DESEMPAQUÉ EL UNIFORME

Siempre, durante mis crisis de dolor y de impotencia, les pedía que me mataran. Los provocaba para que lo hicieran. Pero siempre, en ese estado, ellos me ignoraban. Yo prefería morir a otra solución, más en el estado en que me encontraba. Sabía, y convencido estaba de que mi sangre sería una gota más para alcanzar la paz en Colombia, sin pretender ser un héroe.

Por las noches leíamos la Biblia, cantábamos un salmo y rezábamos el Rosario: eso nos fortalecía mucho. Yo peleaba con Dios, pero cada vez que peleaba con Él, me mandaba algo. Me evitó la muerte en la caída del helicóptero y en la lluvia de balas. Fui el último de los policías en ser secuestrado y el primero en volver y pensé que nunca podría caminar otra vez. Este es el gran milagro: el que no crea en Dios, que mire mi caso. Aunque mantengo problemas en la columna, aquí estoy… ¡y para allá voy!

Los primeros días, mis compañeros y yo peleábamos mucho. Yo los responsabilizaba por la caída del helicóptero. Luego cambié de actitud. Una noche tuve en mis manos una lata de atún y quise cortarme las venas, pero los compañeros me animaban y yo lo mismo con ellos. El que amanecía depresivo no se levantaba, no quería hablar, y uno sabía qué le pasaba.

A medida que pasa el tiempo, a uno se le acaban los temas, centra su atención en planear una fuga. El problema era yo, que no podía caminar. El plan era suicida, pero queríamos morir libres.

El 3 de junio del 2001 se firmó el acuerdo y el 5 nos liberaron.

-Coronel Acosta, mañana se van, me dijo el comandante Jairo.

Desempaqué el uniforme. Me llevaron a un caserío, en donde una señora me cortó el cabello; yo me afeité la barba. Luego, alegría al escuchar el helicóptero de la Cruz Roja. Lágrimas en el encuentro con el Alto Comisionado. Maluquera en el helicóptero, tal vez por los recuerdos. Y , todos, en carne y hueso, esperándome en Cali.

¿La enseñanza? Ya no puedo planear mi vida. Trato de olvidar el pasado y el futuro es incierto. Sólo cuenta el hoy. Pero la solidaridad del pueblo colombiano fue inmensa y tengo muy claro que lo de ahora es tan sólo una pausa. Dedico mi tiempo al trabajo y a mi familia. Sé que tengo que volver y si hay que morir pues muero, pero seguiré defendiendo la democracia colombiana.

-¿Cómo ve el proceso de paz ?

- El gobierno, el Alto Comisionado, hicieron mucho por mí. Acabar en cuatro años lo que lleva 40 es difícil, pero yo soy un convencido del proceso de paz, que ha tenido sus altibajos, por el radicalismo de la guerrilla ¿De qué sirve mantener a 54 policías y soldados secuestrados? Ellos me decían, coronel, a usted le pasa lo mismo que a nosotros cuando nos meten a la cárcel. Yo les contestaba: no, ustedes tienen abogado, visita de sus familiares y dependen de la justicia colombiana; nosotros aquí estamos aislados, sometidos a ustedes. Eso es muy diferente.

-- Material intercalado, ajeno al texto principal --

//! SubRip (`.srt`).

use std::sync::LazyLock;

use regex::Regex;
use ytextract_shared::TranscriptSegment;

use crate::timestamp::parse_timestamp;

/// One or more blank (or whitespace-only) lines between blocks.
static BLOCK_SEPARATOR_RE: LazyLock<Regex> =
    LazyLock::new(|| Regex::new(r"\n(?:[ \t]*\n)+").expect("block separator regex"));

pub(super) fn parse(content: &str) -> Vec<TranscriptSegment> {
    let content = content.replace("\r\n", "\n");

    BLOCK_SEPARATOR_RE
        .split(content.trim())
        .filter_map(parse_block)
        .collect()
}

/// `index`, `start --> end`, then one or more text lines.
fn parse_block(block: &str) -> Option<TranscriptSegment> {
    let lines: Vec<&str> = block.trim().lines().map(str::trim).collect();
    let [_, timing, text @ ..] = lines.as_slice() else {
        return None;
    };
    if text.is_empty() {
        return None;
    }

    let (start, end) = timing.split_once("-->")?;
    let start = parse_timestamp(start);
    let end = parse_timestamp(end.split_whitespace().next().unwrap_or_default());

    let text = text.join(" ");
    let text = text.trim();
    if text.is_empty() {
        return None;
    }

    Some(super::segment(start, end - start, text.to_string()))
}

#[cfg(test)]
mod tests {
    use super::*;

    #[test]
    fn two_cues() {
        let srt = "1\n00:00:01,000 --> 00:00:02,500\nHello world\n\n2\n00:00:03,000 --> 00:00:04,000\nSecond line\n";
        assert_eq!(
            parse(srt),
            vec![
                TranscriptSegment {
                    start: 1.0,
                    duration: 1.5,
                    text: "Hello world".into(),
                },
                TranscriptSegment {
                    start: 3.0,
                    duration: 1.0,
                    text: "Second line".into(),
                },
            ]
        );
    }

    #[test]
    fn multi_line_text_and_extra_blank_lines() {
        let srt = "1\r\n00:00:00,500 --> 00:00:01,000\r\nfirst\r\nsecond\r\n\r\n\r\n  \r\n2\r\n00:00:01,000 --> 00:00:02,000\r\nthird\r\n";
        let segments = parse(srt);
        assert_eq!(segments.len(), 2);
        assert_eq!(segments[0].text, "first second");
        assert_eq!(segments[0].start, 0.5);
        assert_eq!(segments[1].text, "third");
    }

    #[test]
    fn short_or_untimed_blocks_are_skipped() {
        let srt = "1\n00:00:01,000 --> 00:00:02,000\n\n\
                   2\nnot a timing line\ntext\n\n\
                   3\n00:00:05,000 --> 00:00:06,000\nkept\n";
        let segments = parse(srt);
        assert_eq!(segments.len(), 1);
        assert_eq!(segments[0].text, "kept");
    }

    #[test]
    fn malformed_timestamp_is_zero() {
        let srt = "1\nbogus --> 00:00:02,000\ntext\n";
        let segments = parse(srt);
        assert_eq!(segments[0].start, 0.0);
        assert_eq!(segments[0].duration, 2.0);
    }

    #[test]
    fn empty_document() {
        assert!(parse("").is_empty());
        assert!(parse("\n\n\n").is_empty());
    }
}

-¿Qué ajustes se le podrían hacer al proceso de paz ?

-Yo percibí que en las propias Farc hay desacuerdos. En el mando medio, unos eran radicales, desfavorables al intercambio humanitario. Decían: sería mejor ustedes muertos; ¿cómo es que El Viejo –así apodan a Marulanda- va a permitir que los suelten así porque sí? Cuando llegó la orden del intercambio humanitario, al grupo que nos tenía no le gustó y sé que se le manifestaron al Secretariado en contra.

Como en el resto del país, tampoco hay consenso en las Farc. Pero el coronel Acosta no cree viable en lo inmediato la solución militar

-Se perderían muchas vidas de población civil. El conflicto se descontrolaría al volverse una guerra abierta en la que todo vale. No sé si más adelante se den las condiciones para esa intervención militar aunque -agrega la frase de rigor- la Policía y las Fuerzas Armadas están preparadas para eso. Pero concluye- si va uno a mirar el costo-beneficio de una intervención militar, las consecuencias serían gravísimas. Y agrega: la guerrilla es joven, los paramilitares son jóvenes, nosotros también. Nos estamos matando. El pueblo está cansado de violencia, pero su esperanza en la paz se está oscureciendo. Es hora de aplicarle el ‘turbo’ a la firma de acuerdos para que vuelva la esperanza mediante el diálogo. ¿Hasta cuándo seguiremos usando esa frase de cajón "todo eso lo hago para que a mis hijos les toque un futuro mejor"?